Elementary Statistics I D Term 2003

Instructor: Carlos J. Morales

EXAM 1

Name: ______

Instructions: Answer as completely as possible, including middle steps to reach final answers. Solutions without any shown work will not receive credit. Explanations should be given in complete sentences. Good luck!

1.1 Compute the mean, median and standard deviation of the following data (20 Pts):

Data = 1, 5, 10, 43.

Mean = 14.75 Media = 7.5 SD = 19.189

1.2 Compute the 1-termWinsorized mean of the data above (5 Pts.). w-mean = 7.5 2. An engineer studying the reliability of a machine collected data on the time that the machine was down during a period of six months.
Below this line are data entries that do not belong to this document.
//! Per-viewer owner of the override cache, stages, layering index and spectators.

use crate::block_position::{BlockPosition, ChunkKey};
use crate::block_state::BlockState;
use crate::bounding_box::BoundingBox;
use crate::error::{ChromaError, Result};
use crate::layering::LayeringIndex;
use crate::settings::ManagerSettings;
use crate::stage::Stage;
use crate::store::{ChunkBlockStore, ChunkBlocks};
use crate::sync::{self, BlockBatch, BlockChangeSink};
use crate::view::View;
use rustc_hash::FxHashSet;
use smol_str::SmolStr;
use std::collections::BTreeMap;
use std::hash::Hash;

/// Everything one viewer sees instead of the real world.
///
/// `V` identifies viewers (the owner and its spectators) and `S` delivers
/// batches to them. A manager is owned by the viewer's session and mutated from
/// a single thread; it holds no locks.
///
/// Mutations only touch the cache. Call one of the `sync_*` methods afterwards
/// to push the change to the viewer and spectators.
pub struct BlockManager<V, S> {
    viewer: V,
    sink: S,
    settings: ManagerSettings,
    store: ChunkBlockStore,
    stages: BTreeMap<SmolStr, Stage>,
    layering: LayeringIndex,
    spectators: FxHashSet<V>,
}

impl<V, S> BlockManager<V, S>
where
    V: Clone + Eq + Hash,
    S: BlockChangeSink<V>,
{
    pub fn new(viewer: V, sink: S) -> Self {
        Self::with_settings(viewer, sink, ManagerSettings::default())
    }

    pub fn with_settings(viewer: V, sink: S, settings: ManagerSettings) -> Self {
        BlockManager {
            viewer,
            sink,
            settings,
            store: ChunkBlockStore::new(),
            stages: BTreeMap::new(),
            layering: LayeringIndex::new(),
            spectators: FxHashSet::default(),
        }
    }

    pub fn viewer(&self) -> &V {
        &self.viewer
    }

    pub fn sink(&self) -> &S {
        &self.sink
    }

    pub fn settings(&self) -> &ManagerSettings {
        &self.settings
    }

    pub fn store(&self) -> &ChunkBlockStore {
        &self.store
    }

    pub fn layering(&self) -> &LayeringIndex {
        &self.layering
    }

    // -- Overrides --

    pub fn set_block(&mut self, pos: BlockPosition, block: BlockState) {
        self.store.set_block(pos, block);
    }

    pub fn set_blocks<I>(&mut self, blocks: I)
    where
        I: IntoIterator<Item = (BlockPosition, BlockState)>,
    {
        self.store.set_blocks(blocks);
    }

    /// Sets the same block at every position.
    pub fn fill<I>(&mut self, positions: I, block: &BlockState)
    where
        I: IntoIterator<Item = BlockPosition>,
    {
        self.store.fill(positions, block);
    }

    /// Stores an override, optionally on behalf of a view.
    ///
    /// Without a view name the override is stored and no view is involved. With
    /// one, stages are searched in name order for a view of that name whose bound
    /// contains `pos`; that view claims the chunk and is layered onto it. If no
    /// such view exists nothing is stored and `false` is returned.
    pub fn add_block_data(
        &mut self,
        pos: BlockPosition,
        block: BlockState,
        view_name: Option<&str>,
    ) -> bool {
        let Some(view_name) = view_name else {
            self.store.set_block(pos, block);
            return true;
        };

        let key = pos.chunk_key();
        let Some(view) = self
            .stages
            .values_mut()
            .filter_map(|stage| stage.view_mut(view_name))
            .find(|view| view.bound_contains(pos))
        else {
            log::trace!("no view '{}' covers {}, override dropped", view_name, pos);
            return false;
        };

        view.add_chunk(key);
        let id = view.id();
        let priority = view.priority();

        self.store.set_block(pos, block);
        self.layering.attach(key, &id, priority);
        true
    }

    pub fn get_block(&self, pos: BlockPosition) -> Option<&BlockState> {
        self.store.get_block(pos)
    }

    pub fn remove_block(&mut self, pos: BlockPosition) -> Option<BlockState> {
        self.store.remove_block(pos)
    }

    pub fn has_block(&self, pos: BlockPosition) -> bool {
        self.store.has_block(pos)
    }

    pub fn has_chunk(&self, key: ChunkKey) -> bool {
        self.store.has_chunk(key)
    }

    pub fn blocks_in_chunk(&self, key: ChunkKey) -> ChunkBlocks {
        self.store.blocks_in_chunk(key)
    }

    pub fn highest_at(&self, x: i32, z: i32) -> Option<BlockPosition> {
        self.store.highest_at(x, z)
    }

    // -- Stages and views --

    /// Registers a stage and layers every chunk its views already claim.
    ///
    /// A stage registered under the same name is unwound and replaced.
    pub fn add_stage(&mut self, stage: Stage) {
        let name = SmolStr::new(stage.name());
        if let Some(old) = self.stages.remove(&name) {
            log::debug!("replacing stage '{}'", name);
            for view in old.views() {
                self.layering.detach_all(view.chunk_keys(), &view.id());
            }
        }
        for view in stage.views() {
            attach_view(&mut self.layering, view);
        }
        log::debug!("added stage '{}' with {} view(s)", name, stage.len());
        self.stages.insert(name, stage);
    }

    /// Unregisters a stage, removing all of its views from the layering index.
    pub fn remove_stage(&mut self, name: &str) -> Option<Stage> {
        let stage = self.stages.remove(name)?;
        for view in stage.views() {
            self.layering.detach_all(view.chunk_keys(), &view.id());
        }
        log::debug!("removed stage '{}'", name);
        Some(stage)
    }

    pub fn stage(&self, name: &str) -> Option<&Stage> {
        self.stages.get(name)
    }

    pub fn stages(&self) -> impl Iterator<Item = &Stage> {
        self.stages.values()
    }

    /// Adds a view to a registered stage and layers the chunks it claims.
    ///
    /// Returns `false` without doing anything if the stage is unknown.
    pub fn add_view_to_stage(&mut self, stage_name: &str, view: View) -> bool {
        self.try_add_view_to_stage(stage_name, view).is_ok()
    }

    pub fn try_add_view_to_stage(&mut self, stage_name: &str, view: View) -> Result<()> {
        let stage = self
            .stages
            .get_mut(stage_name)
            .ok_or_else(|| ChromaError::UnknownStage(stage_name.into()))?;

        let view_name = SmolStr::new(view.name());
        if let Some(replaced) = stage.add_view(view) {
            self.layering.detach_all(replaced.chunk_keys(), &replaced.id());
        }
        if let Some(view) = stage.view(&view_name) {
            attach_view(&mut self.layering, view);
        }
        log::debug!("added view '{}' to stage '{}'", view_name, stage_name);
        Ok(())
    }

    /// Removes a view from its stage and from every chunk it claims.
    pub fn remove_view_from_stage(&mut self, stage_name: &str, view_name: &str) -> Option<View> {
        let view = self.stages.get_mut(stage_name)?.remove_view(view_name)?;
        self.layering.detach_all(view.chunk_keys(), &view.id());
        log::debug!("removed view '{}' from stage '{}'", view_name, stage_name);
        Some(view)
    }

    pub fn view(&self, stage_name: &str, view_name: &str) -> Option<&View> {
        self.stages.get(stage_name)?.view(view_name)
    }

    /// The highest-priority view claiming the chunk that contains `pos`.
    pub fn view_at(&self, pos: BlockPosition) -> Option<&View> {
        let id = self.layering.resolve_top(pos.chunk_key())?;
        self.view(&id.stage, &id.view)
    }

    /// Whether the governing view at `pos` allows the block to be broken.
    pub fn is_breakable_at(&self, pos: BlockPosition) -> Option<bool> {
        self.view_at(pos).map(View::is_breakable)
    }

    /// Changes a view's priority and moves it within every chunk it claims.
    pub fn set_view_priority(
        &mut self,
        stage_name: &str,
        view_name: &str,
        priority: i32,
    ) -> Result<()> {
        let Self { stages, layering, .. } = self;
        let view = view_mut(stages, stage_name, view_name)?;
        view.set_priority(priority);
        layering.reprioritize(view.chunk_keys(), &view.id(), priority);
        Ok(())
    }

    pub fn set_view_breakable(
        &mut self,
        stage_name: &str,
        view_name: &str,
        breakable: bool,
    ) -> Result<()> {
        view_mut(&mut self.stages, stage_name, view_name)?.set_breakable(breakable);
        Ok(())
    }

    /// Replaces a view's bound, or clears it with `None`. Chunks it already
    /// claims stay claimed.
    pub fn set_view_bound(
        &mut self,
        stage_name: &str,
        view_name: &str,
        bound: Option<BoundingBox>,
    ) -> Result<()> {
        view_mut(&mut self.stages, stage_name, view_name)?.set_bound(bound);
        Ok(())
    }

    // -- Spectators --

    /// Adds a spectator and, unless disabled, sends it every current override.
    /// The owning viewer is never registered as its own spectator.
    pub fn add_spectator(&mut self, spectator: V) {
        if spectator == self.viewer {
            log::debug!("ignoring owner added as spectator");
            return;
        }
        if !self.spectators.insert(spectator.clone()) {
            return;
        }
        log::debug!("spectator added, {} watching", self.spectators.len());
        if self.settings.sync_on_spectator_join {
            self.sync_all_to(&spectator);
        }
    }

    /// Removes a spectator. No corrective batch is sent.
    pub fn remove_spectator(&mut self, spectator: &V) -> bool {
        self.spectators.remove(spectator)
    }

    pub fn is_spectator(&self, viewer: &V) -> bool {
        self.spectators.contains(viewer)
    }

    pub fn spectators(&self) -> impl Iterator<Item = &V> {
        self.spectators.iter()
    }

    // -- Synchronization --

    /// Sends every cached override to the viewer and spectators.
    /// Returns the batch size.
    pub fn sync_all(&self) -> usize {
        let batch = sync::collect_all(&self.store);
        self.dispatch(&batch);
        batch.len()
    }

    /// Sends every cached override to a single recipient.
    pub fn sync_all_to(&self, recipient: &V) -> usize {
        let batch = sync::collect_all(&self.store);
        self.send(recipient, &batch);
        batch.len()
    }

    /// Sends the overrides at `positions`, skipping positions without one.
    pub fn sync_positions<'a, I>(&self, positions: I) -> usize
    where
        I: IntoIterator<Item = &'a BlockPosition>,
    {
        let batch = sync::collect_positions(&self.store, positions);
        self.dispatch(&batch);
        batch.len()
    }

    /// Sends every override in the chunks a view claims. `None` if the view is unknown.
    pub fn sync_view(&self, stage_name: &str, view_name: &str) -> Option<usize> {
        let view = self.view(stage_name, view_name)?;
        let batch = sync::collect_chunks(&self.store, view.chunk_keys());
        self.dispatch(&batch);
        Some(batch.len())
    }

    /// Sends the reset block at every cached position to one recipient, leaving
    /// the cache untouched.
    pub fn reset_viewer(&self, recipient: &V) -> usize {
        let batch = sync::reset_batch(&self.store, &self.settings.reset_block);
        self.send(recipient, &batch);
        batch.len()
    }

    /// Restores reality for the viewer and spectators, then clears all cached
    /// overrides, the layering index and every view's chunk claims.
    pub fn teardown(&mut self) -> usize {
        let batch = sync::reset_batch(&self.store, &self.settings.reset_block);
        self.dispatch(&batch);

        self.store.clear();
        self.layering.clear();
        for stage in self.stages.values_mut() {
            for view in stage.views_mut() {
                view.clear_chunks();
            }
        }
        log::debug!("teardown reset {} position(s)", batch.len());
        batch.len()
    }

    fn dispatch(&self, batch: &BlockBatch) {
        if batch.is_empty() && self.settings.skip_empty_batches {
            return;
        }
        self.sink.send_block_changes(&self.viewer, batch);
        for spectator in &self.spectators {
            self.sink.send_block_changes(spectator, batch);
        }
    }

    fn send(&self, recipient: &V, batch: &BlockBatch) {
        if batch.is_empty() && self.settings.skip_empty_batches {
            return;
        }
        self.sink.send_block_changes(recipient, batch);
    }
}

fn attach_view(layering: &mut LayeringIndex, view: &View) {
    let id = view.id();
    for key in view.chunk_keys() {
        layering.attach(*key, &id, view.priority());
    }
}

fn view_mut<'a>(
    stages: &'a mut BTreeMap<SmolStr, Stage>,
    stage_name: &str,
    view_name: &str,
) -> Result<&'a mut View> {
    stages
        .get_mut(stage_name)
        .ok_or_else(|| ChromaError::UnknownStage(stage_name.into()))?
        .view_mut(view_name)
        .ok_or_else(|| ChromaError::UnknownView {
            stage: stage_name.into(),
            view: view_name.into(),
        })
}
She observed 1000 events when the machine was down, and the following graph is a histogram for the down-time in minutes.

The engineer’s intern computed the mean and median for the down time and obtained 31.95 and 29.83, but he forgot which one was which.

2.1 Which of the two numbers is the mean and which the median? Explain. (10 Pts.)

Because there are extreme values to the right (skewed data), the mean is bigger than the median. So the mean is 31.95.

2.2 The intern also computed all quartiles for the data and obtained

Q1 20.68 Q2 29.83 Q3 40.45 Q4 97.53

Compute the inter-quartile range (IQR), and find the largest data point. (10 Pts.)

IQR = 19.77 Largest data point is Q4 = 97.53.

2.3 If you were to draw a box plot, will you find an outlier? (5 Pts.) A+ = Q3 + 1.5*IQR = 70.105, So any data points above this value will be considered outliers. 3. Juan, a WPI graduate, started his own hi-tech company, and lat year his company went public. A time series graph for the price of the company stock for the last 100 trading days is shown below. A 10-day moving average is also displayed

An investor, interested in buying this company stock looks at a boxplot of the stock prize for the last 100 days (shown below). From the boxplot:

3.1 Is the distribution of the stock price symmetric? Explain. (10 Pts.)

Since the whiskers are of different size, it seems that the data is not symmetric.

3.2 Is the boxplot an appropriate way of summarizing the pattern of variation of the stock-price process? Use evidence from the time series plot to argue your point. (10 Pts.)

The boxplot is not a good way to summarize this data since the data seems not stationary (time series plot shows a possible trend).

3.3 A stock broker tries to convince the investor to buy the stock, and he argues that since historically (last 100 trading days) 50% of the time the price has fluctuated from 6.16 to 9.19, he does not expect the price to drop below $6. Find a possible flaw with this argument. (5 Pts.)

The time series plot shows that trends in the process may exists, so it seems more appropriate to consider the behavior of the prize of the stock in recent history, rather than lumping together all the data. Considering Q1 and Q3 (6.16 and 9.19) might not be appropriate for a non-stationary process. 4. Imagine a local journalist studying the public reaction to a new law enacted by congress on maternity leave. The journalist has limited time to write the article, so she tries to collect some data via the Internet. She figures that the cheapest and fastest way to collect opinion from people is to send email to a few hundred people with a survey. She decides to send email to everyone at WPI and College of the Holy Cross. She gets hundreds of responses, and promptly writes her article about the opinion of the Worcester population on the issue.

4.1 Briefly explain what’s wrong with the data collection mechanism of the journalist. (15 Pts.)

Selection Bias: this study samples students with access to email, which might represent the whole Worcester population. (Similar tot the “Dewy defeats Truman” problem. Also the sampled units will probably include mainly young people which might not represent the position off most people in the city.

Absence off Blocking: no mention of collecting variables such as age, race, level of education, etc.

No randomization: respondents self-select themselves into the study, and the ones who respond may be the ones with strong feelings about the matter, while most people might choose not to respond (there might be a difference between people who choose to respond and the whole population)

4.2 Briefly explain how you would change the design of the data collection. (10 Pts.)

Design a study where: units are randomly selected across all sector of the population in Worcester, making sure we include age groups, education level group, working groups in similar proportion that encountered in the Worcester population. Collect information about variables that may affect people’s opinion such as: married or not, number of kids, age, gender, etc.